For the sake of clarity, i am in no way suggesting that having a dive computer that can vector you in to your preplanned profile means you have to either
1) look at it
2) follow it
All it does is give you a frame of reference. Like having a speedometer in your car, most people simply drive at a speed that "feels about right", very few drive along looking at their speed continuously, but sometimes, it's rather useful to have a known reference instrument where hitting a target becomes more important.
I'm already using multideco for a reference. My deco PC software is calibrated and compared against this, as it's a proven reference, and my embedded deco code (running on an std 32bit ARM development board) is validated by using a software in the loop type approach against the PC software referenced against multideco
Can't help thinking that your plan is to, errm, planny. Dogma's not a great thing in mother nature. Unless you're diving to utter extremes -- bloody silly mega deep bounce dive to pick a tag off a line and spend 18 hours decompressing -- you simply don't need that amount of detail.
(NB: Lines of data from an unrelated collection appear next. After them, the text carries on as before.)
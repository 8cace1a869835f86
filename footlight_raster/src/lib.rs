// Copyright 2025 the Footlight Authors
// SPDX-License-Identifier: Apache-2.0 OR MIT

// After you edit the crate's doc comment, run this command, then check README.md for any missing links
// cargo rdme --workspace-project=footlight_raster --heading-base-level=0

//! Footlight Raster: CPU-side texture data for pixel-precise sprite queries.
//!
//! Footlight Raster is the raster half of Footlight's hit testing.
//!
//! - Reads a texture's pixels back from the renderer at most once per texture identity.
//! - Extracts the *hull*: every opaque pixel, sorted by row then column.
//! - Answers "is this pixel opaque" with a binary search over the hull.
//!
//! It does not depend on any geometry crate. Transforms, bounds, and stage coordinates live in
//! `footlight_stage`, which feeds integer texture coordinates here.
//!
//! ## API overview
//!
//! - [`Texture`] and [`TextureHandle`]: the identity of a texture borrowed from the renderer.
//! - [`PixelSource`]: the read-back seam implemented by the rendering backend.
//!   [`MemoryPixelSource`] serves buffers held in memory.
//! - [`Skin`]: produces a costume's texture for a requested scale. [`BitmapSkin`] wraps one bitmap.
//! - [`TextureCache`]: memoized pixels and hull per texture, retired explicitly.
//! - [`extract_hull_points`], [`hull_contains`], [`row_spans`]: hull construction and lookups.
//!
//! ## Hull ordering
//!
//! Hull lists are sorted ascending by `(y, x)`. Every producer in this crate emits points in that
//! order, and [`hull_contains`] depends on it.
//!
//! ## Minimal usage
//!
//! ```
//! use footlight_raster::{
//!     MemoryPixelSource, PixelBuffer, PixelPoint, Texture, TextureCache, TextureHandle,
//!     hull_contains,
//! };
//!
//! // A 3x3 ring: opaque border, transparent center.
//! let mut ring = PixelBuffer::filled(3, 3, [255, 255, 255, 255]);
//! ring.set_pixel(1, 1, [0, 0, 0, 0]);
//!
//! let mut source = MemoryPixelSource::new();
//! source.insert(TextureHandle(1), ring);
//!
//! let texture = Texture::new(TextureHandle(1), 3, 3, 1.0);
//! let mut cache = TextureCache::new();
//! let hull = cache.hull_points(&texture, &mut source);
//!
//! assert_eq!(hull.len(), 8);
//! assert!(hull_contains(&hull, PixelPoint::new(0, 2)));
//! assert!(!hull_contains(&hull, PixelPoint::new(1, 1)));
//!
//! // Asking again is served from the cache.
//! let _ = cache.hull_points(&texture, &mut source);
//! assert_eq!(source.reads(), 1);
//! ```
//!
//! This crate is `no_std` and uses `alloc`.

#![no_std]

extern crate alloc;

pub mod buffer;
pub mod cache;
pub mod hull;
pub mod skin;
pub mod source;
pub mod types;

pub use buffer::{BYTES_PER_PIXEL, PixelBuffer, PixelBufferError};
pub use cache::TextureCache;
pub use hull::{ALPHA_THRESHOLD, extract_hull_points, extract_hull_points_raw, hull_contains, row_spans};
pub use skin::{BitmapSkin, Skin};
pub use source::{MemoryPixelSource, PixelSource};
pub use types::{PixelPoint, RowSpan, Texture, TextureHandle};
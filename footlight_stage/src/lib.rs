// Copyright 2025 the Footlight Authors
// SPDX-License-Identifier: Apache-2.0 OR MIT

// After you edit the crate's doc comment, run this command, then check README.md for any missing links
// cargo rdme --workspace-project=footlight_stage --heading-base-level=0

//! Footlight Stage: Kurbo-native sprite transforms, bounds, and pixel-precise touching queries.
//!
//! Footlight Stage is the geometry core of a 2D sprite stage.
//!
//! - Turns a sprite's position, size, direction, and rotation style into a placement in stage
//!   space (y up, origin at the center) and in scene space (y down, origin at the top-left).
//! - Computes conservative ("fast") and opaque-pixel ("exact") stage bounds.
//! - Answers whether a stage point lands on an opaque pixel, and whether a sprite touches any
//!   clone in a list, with a bounded integer scan.
//! - Batches property changes into coarse damage with a [`Stage::commit`] step.
//!
//! Pixel data comes from [`footlight_raster`]: each target's *hull* (its opaque pixels) is read
//! back through a [`PixelSource`](footlight_raster::PixelSource) once per texture and shared
//! between clones until they diverge.
//!
//! ## Coordinate spaces
//!
//! - Stage space: `stage_width × stage_height` nominal units centered on the origin, y up.
//! - Scene space: the stage scaled by [`StageConfig::scale`], origin at the top-left, y down.
//! - Texture space: CPU texture pixels, origin at the top-left, y down. Pixel `(i, j)` covers
//!   `[i, i + 1] × [j, j + 1]`.
//!
//! ## API overview
//!
//! - [`Stage`]: container owning every [`RenderedTarget`], the texture cache, and the pixel source.
//! - [`TargetId`]: generational handle of a target. Stale handles are ignored.
//! - [`SpriteProps`] and [`Costume`]: the logical state the runtime sets.
//! - [`StageMapping`] and [`SceneGeometry`]: the two placement pipelines.
//! - [`StageRect`] and [`IntRect`]: stage-space rectangles, continuous and integer.
//! - [`GraphicEffects`]: per-target effect values.
//!
//! Key operations:
//! - [`Stage::fast_bounds`], [`Stage::exact_bounds`], [`Stage::bubble_bounds`]
//! - [`Stage::contains_stage_point`] and [`Stage::contains_local_point`]
//! - [`Stage::touching_clones`] and [`Stage::hit_test`]
//! - [`Stage::start_drag`], [`Stage::drag_to_scene`], [`Stage::stop_drag`]
//!
//! ## Minimal usage
//!
//! ```
//! use std::sync::Arc;
//!
//! use footlight_raster::{BitmapSkin, PixelBuffer, Texture, TextureHandle};
//! use footlight_stage::{Costume, SpriteProps, Stage, StageRect};
//! use kurbo::Point;
//!
//! let mut stage = Stage::default();
//!
//! // A 3x3 opaque square rotating about its top-left corner.
//! let handle = TextureHandle(1);
//! stage
//!     .source_mut()
//!     .insert(handle, PixelBuffer::filled(3, 3, [255, 255, 255, 255]));
//! let skin = Arc::new(BitmapSkin::new(Texture::new(handle, 3, 3, 1.0)));
//!
//! let a = stage.insert_sprite(SpriteProps {
//!     costume: Some(Costume::new(skin, 0.0, 0.0)),
//!     ..SpriteProps::default()
//! });
//! assert_eq!(stage.fast_bounds(a), Some(StageRect::new(0.0, 0.0, 3.0, -3.0)));
//!
//! // A clone sharing one pixel with the original.
//! let b = stage.insert_clone(a).unwrap();
//! stage.set_position(b, Point::new(2.0, -2.0));
//! assert!(stage.touching_clones(a, &[b]));
//!
//! // Both hulls came from a single read-back.
//! assert_eq!(stage.source().reads(), 1);
//! ```
//!
//! This crate is `no_std` and uses `alloc`.

#![no_std]

extern crate alloc;

pub mod config;
pub mod damage;
pub mod effects;
mod hit;
pub mod rect;
pub mod stage;
pub mod target;
pub mod transform;
pub mod types;

pub use config::StageConfig;
pub use damage::Damage;
pub use effects::{Effect, GraphicEffects};
pub use rect::{IntRect, StageRect};
pub use stage::Stage;
pub use target::{Costume, RenderedTarget};
pub use transform::{
    Orientation, SceneGeometry, StageMapping, TransformOrigin, effective_rotation, transform_point,
};
pub use types::{DirtyFlags, RotationStyle, SpriteProps, TargetId, TargetKind};
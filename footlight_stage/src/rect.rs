// Copyright 2025 the Footlight Authors
// SPDX-License-Identifier: Apache-2.0 OR MIT

//! Stage-space rectangles (y up) and their integer snapping.

use kurbo::{Point, Rect};

#[cfg(not(feature = "std"))]
use kurbo::common::FloatFuncs as _;

/// Axis-aligned stage-space rectangle.
///
/// Stage space has y pointing up, so a well-formed rectangle has `top >= bottom`.
#[derive(Copy, Clone, Debug, Default, PartialEq)]
pub struct StageRect {
    /// Smallest x.
    pub left: f64,
    /// Largest y.
    pub top: f64,
    /// Largest x.
    pub right: f64,
    /// Smallest y.
    pub bottom: f64,
}

impl StageRect {
    /// Create a rectangle from its edges.
    pub const fn new(left: f64, top: f64, right: f64, bottom: f64) -> Self {
        Self {
            left,
            top,
            right,
            bottom,
        }
    }

    /// Zero-area rectangle at `p`.
    pub const fn at_point(p: Point) -> Self {
        Self::new(p.x, p.y, p.x, p.y)
    }

    /// `right - left`.
    pub fn width(&self) -> f64 {
        self.right - self.left
    }

    /// `top - bottom`.
    pub fn height(&self) -> f64 {
        self.top - self.bottom
    }

    /// Center point.
    pub fn center(&self) -> Point {
        Point::new(
            (self.left + self.right) / 2.0,
            (self.top + self.bottom) / 2.0,
        )
    }

    /// True if `other` lies inside `self`, edges included.
    pub fn contains_rect(&self, other: &Self) -> bool {
        self.left <= other.left
            && self.right >= other.right
            && self.bottom <= other.bottom
            && self.top >= other.top
    }

    /// Smallest rectangle containing both.
    pub fn union(&self, other: &Self) -> Self {
        Self::new(
            self.left.min(other.left),
            self.top.max(other.top),
            self.right.max(other.right),
            self.bottom.min(other.bottom),
        )
    }

    /// Limit the rectangle to `bounds`.
    ///
    /// A rectangle entirely outside `bounds` collapses onto the nearest edge, so the result
    /// always lies within `bounds`.
    pub fn clamp(&self, bounds: &Self) -> Self {
        let left = self.left.max(bounds.left).min(bounds.right);
        let right = self.right.min(bounds.right).max(bounds.left);
        let bottom = self.bottom.max(bounds.bottom).min(bounds.top);
        let top = self.top.min(bounds.top).max(bounds.bottom);
        Self::new(left, top, right, bottom)
    }

    /// Expand outward to integer edges.
    pub fn snap_to_int(&self) -> IntRect {
        #[allow(
            clippy::cast_possible_truncation,
            reason = "Stage coordinates are far inside the i32 range; `as` saturates otherwise."
        )]
        IntRect::new(
            self.left.floor() as i32,
            self.top.ceil() as i32,
            self.right.ceil() as i32,
            self.bottom.floor() as i32,
        )
    }

    /// The same rectangle as a kurbo [`Rect`] (`y0 = bottom`, `y1 = top`).
    pub fn to_kurbo(&self) -> Rect {
        Rect::new(self.left, self.bottom, self.right, self.top)
    }
}

impl From<Rect> for StageRect {
    fn from(r: Rect) -> Self {
        let r = r.abs();
        Self::new(r.x0, r.y1, r.x1, r.y0)
    }
}

impl From<StageRect> for Rect {
    fn from(r: StageRect) -> Self {
        r.to_kurbo()
    }
}

/// Rectangle of integer stage coordinates with inclusive edges.
///
/// `IntRect::new(0, 1, 1, 0)` covers the four points (0, 0), (1, 0), (0, 1), and (1, 1).
#[derive(Copy, Clone, Debug, PartialEq, Eq, Hash)]
pub struct IntRect {
    /// Smallest x.
    pub left: i32,
    /// Largest y.
    pub top: i32,
    /// Largest x.
    pub right: i32,
    /// Smallest y.
    pub bottom: i32,
}

impl IntRect {
    /// Create a rectangle from its inclusive edges.
    pub const fn new(left: i32, top: i32, right: i32, bottom: i32) -> Self {
        Self {
            left,
            top,
            right,
            bottom,
        }
    }

    /// True if no integer point lies inside.
    pub fn is_empty(&self) -> bool {
        self.left > self.right || self.bottom > self.top
    }

    /// Overlap of both rectangles; `None` if they share no integer point.
    pub fn intersect(&self, other: &Self) -> Option<Self> {
        let r = Self::new(
            self.left.max(other.left),
            self.top.min(other.top),
            self.right.min(other.right),
            self.bottom.max(other.bottom),
        );
        (!r.is_empty()).then_some(r)
    }

    /// Smallest rectangle containing both.
    pub fn union(&self, other: &Self) -> Self {
        Self::new(
            self.left.min(other.left),
            self.top.max(other.top),
            self.right.max(other.right),
            self.bottom.min(other.bottom),
        )
    }

    /// Number of integer points inside.
    pub fn point_count(&self) -> u64 {
        if self.is_empty() {
            return 0;
        }
        let w = i64::from(self.right) - i64::from(self.left) + 1;
        let h = i64::from(self.top) - i64::from(self.bottom) + 1;
        w.unsigned_abs() * h.unsigned_abs()
    }

    /// Integer points in scan order: rows bottom to top, columns left to right.
    pub fn points(self) -> impl Iterator<Item = (i32, i32)> {
        let Self {
            left,
            top,
            right,
            bottom,
        } = self;
        (bottom..=top).flat_map(move |y| (left..=right).map(move |x| (x, y)))
    }
}

#[cfg(test)]
mod tests {
    use super::*;

    #[test]
    fn clamp_collapses_outside_rect_onto_edge() {
        let stage = StageRect::new(-240.0, 180.0, 240.0, -180.0);
        let inside = StageRect::new(-10.0, 5.0, 10.0, -5.0);
        assert_eq!(inside.clamp(&stage), inside);

        let overlapping = StageRect::new(200.0, 200.0, 300.0, 100.0);
        assert_eq!(
            overlapping.clamp(&stage),
            StageRect::new(200.0, 180.0, 240.0, 100.0)
        );

        let beyond = StageRect::new(300.0, 10.0, 400.0, 0.0);
        let clamped = beyond.clamp(&stage);
        assert_eq!(clamped.left, 240.0);
        assert_eq!(clamped.right, 240.0);
        assert!(stage.contains_rect(&clamped));
    }

    #[test]
    fn snapping_expands_outward() {
        let r = StageRect::new(-1.5, 2.25, 3.1, -0.5);
        assert_eq!(r.snap_to_int(), IntRect::new(-2, 3, 4, -1));
        let exact = StageRect::new(0.0, 3.0, 3.0, 0.0);
        assert_eq!(exact.snap_to_int(), IntRect::new(0, 3, 3, 0));
    }

    #[test]
    fn int_rect_edges_are_inclusive() {
        let a = IntRect::new(0, 3, 3, 0);
        let b = IntRect::new(3, 0, 6, -3);
        let corner = a.intersect(&b).unwrap();
        assert_eq!(corner, IntRect::new(3, 0, 3, 0));
        assert_eq!(corner.point_count(), 1);
        assert_eq!(corner.points().collect::<alloc::vec::Vec<_>>(), [(3, 0)]);

        let c = IntRect::new(4, 0, 6, -3);
        assert_eq!(a.intersect(&c), None);
    }

    #[test]
    fn scan_order_is_rows_bottom_up() {
        let r = IntRect::new(0, 1, 1, 0);
        let pts: alloc::vec::Vec<_> = r.points().collect();
        assert_eq!(pts, [(0, 0), (1, 0), (0, 1), (1, 1)]);
        assert_eq!(r.point_count(), 4);
    }

    #[test]
    fn kurbo_conversion_swaps_vertical_edges() {
        let r = StageRect::new(-2.0, 4.0, 2.0, -1.0);
        let k = r.to_kurbo();
        assert_eq!(k, Rect::new(-2.0, -1.0, 2.0, 4.0));
        assert_eq!(StageRect::from(k), r);
    }
}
The only things you need are the MOD for your gas (which if it's OC it'll be specific for that depth); the minimum gas required after which you drown; the max time to surface which constrains your deco gas requirements (including factoring in failures); and the max runtime (after which the skipper bans you from his boat).
It's that old adage; the first casualty of a battle with the enemy is the plan. Too much planning == too rigid an approach. If you don't have the skills for a specific dive, then don't do that dive, do it after you've gained the skills.